- Born: Japan
- Education: Worcester Polytechnic Institute (M.Sc.), Rutgers University (Ph.D.)
- Known for: Research on Two-dimensional materials, Excitons
- Scientific career
- Fields: Materials Science, Physics, Chemistry
- Workplaces: National University of Singapore

= Goki Eda =

Japanese researcher

Goki Eda (born February 25, 1981) is an associate professor at the National University of Singapore (NUS), where he holds positions in both the Department of Physics and the Department of Chemistry. Eda is a Newton International Fellow of the Royal Society in the UK.
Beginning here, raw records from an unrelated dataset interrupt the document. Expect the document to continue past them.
use serde::Serialize;

#[derive(Clone, Copy, Debug, PartialEq, Eq, Serialize)]
#[serde(rename_all = "lowercase")]
pub enum Color {
    White,
    Black,
}
impl Color {
    pub fn other(self) -> Color {
        match self {
            Color::White => Color::Black,
            Color::Black => Color::White,
        }
    }
    pub fn idx(self) -> usize {
        match self {
            Color::White => 0,
            Color::Black => 1,
        }
    }
}

#[derive(Clone, Copy, Debug, PartialEq, Eq, Serialize)]
#[serde(rename_all = "lowercase")]
pub enum PieceKind {
    Pawn,
    Knight,
    Bishop,
    Rook,
    Queen,
    King,
}

impl PieceKind {
    pub fn idx(self) -> usize {
        match self {
            PieceKind::Pawn => 0,
            PieceKind::Knight => 1,
            PieceKind::Bishop => 2,
            PieceKind::Rook => 3,
            PieceKind::Queen => 4,
            PieceKind::King => 5,
        }
    }
}

#[derive(Clone, Copy, Debug, PartialEq, Eq, Serialize)]
pub struct Piece {
    pub color: Color,
    pub kind: PieceKind,
}

/// What a move does besides relocating the moving piece. Closed set: the
/// generator never produces anything outside these four shapes.
#[derive(Clone, Copy, Debug, PartialEq, Eq, Serialize)]
#[serde(rename_all = "camelCase", tag = "kind")]
pub enum MoveKind {
    Quiet,
    Capture,
    /// Capture square differs from the destination square.
    EnPassant { capture_sq: u8 },
    Castle { rook_from: u8, rook_to: u8 },
}

#[derive(Clone, Copy, Debug, PartialEq, Eq)]
pub struct Move {
    pub from: u8, // 0..63
    pub to: u8,   // 0..63
    pub kind: MoveKind,
    pub promotion: Option<PieceKind>,
}

impl Move {
    pub fn quiet(from: u8, to: u8) -> Self {
        Self {
            from,
            to,
            kind: MoveKind::Quiet,
            promotion: None,
        }
    }

    pub fn capture(from: u8, to: u8) -> Self {
        Self {
            from,
            to,
            kind: MoveKind::Capture,
            promotion: None,
        }
    }

    pub fn is_capture(&self) -> bool {
        matches!(self.kind, MoveKind::Capture | MoveKind::EnPassant { .. })
    }
}

// Helpers
pub fn file_of(sq: u8) -> i8 {
    (sq % 8) as i8
}
pub fn rank_of(sq: u8) -> i8 {
    (sq / 8) as i8
}
pub fn sq(file: i8, rank: i8) -> Option<u8> {
    if (0..8).contains(&file) && (0..8).contains(&rank) {
        Some((rank as u8) * 8 + (file as u8))
    } else {
        None
    }
}

pub fn sq_to_coord(sq: u8) -> String {
    let f = (b'a' + (sq % 8)) as char;
    let r = (b'1' + (sq / 8)) as char;
    format!("{f}{r}")
}

pub fn coord_to_sq(c: &str) -> Option<u8> {
    let b = c.as_bytes();
    if b.len() != 2 {
        return None;
    }
    let f = b[0];
    let r = b[1];
    if !(b'a'..=b'h').contains(&f) || !(b'1'..=b'8').contains(&r) {
        return None;
    }
    let file = f - b'a';
    let rank = r - b'1';
    Some(rank * 8 + file)
}

/// UI-facing coordinates: row 0 is black's back rank, row 7 white's.
#[derive(Clone, Copy, Debug, PartialEq, Eq, Serialize)]
pub struct Coord {
    pub row: u8,
    pub col: u8,
}

impl Coord {
    pub fn from_sq(s: u8) -> Self {
        Self {
            row: 7 - (s / 8),
            col: s % 8,
        }
    }

    pub fn to_sq(self) -> Option<u8> {
        if self.row > 7 || self.col > 7 {
            return None;
        }
        Some((7 - self.row) * 8 + self.col)
    }
}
== Research and contributions ==
Eda's research focuses on two-dimensional (2D) materials. His work spans several interdisciplinary fields, including condensed matter physics, materials chemistry, and quantum photonics.

One of his contributions is the study of excitons in 2D semiconductors. Additionally, Eda's research has explored the electrical control of magnetism in van der Waals ferromagnetic semiconductors.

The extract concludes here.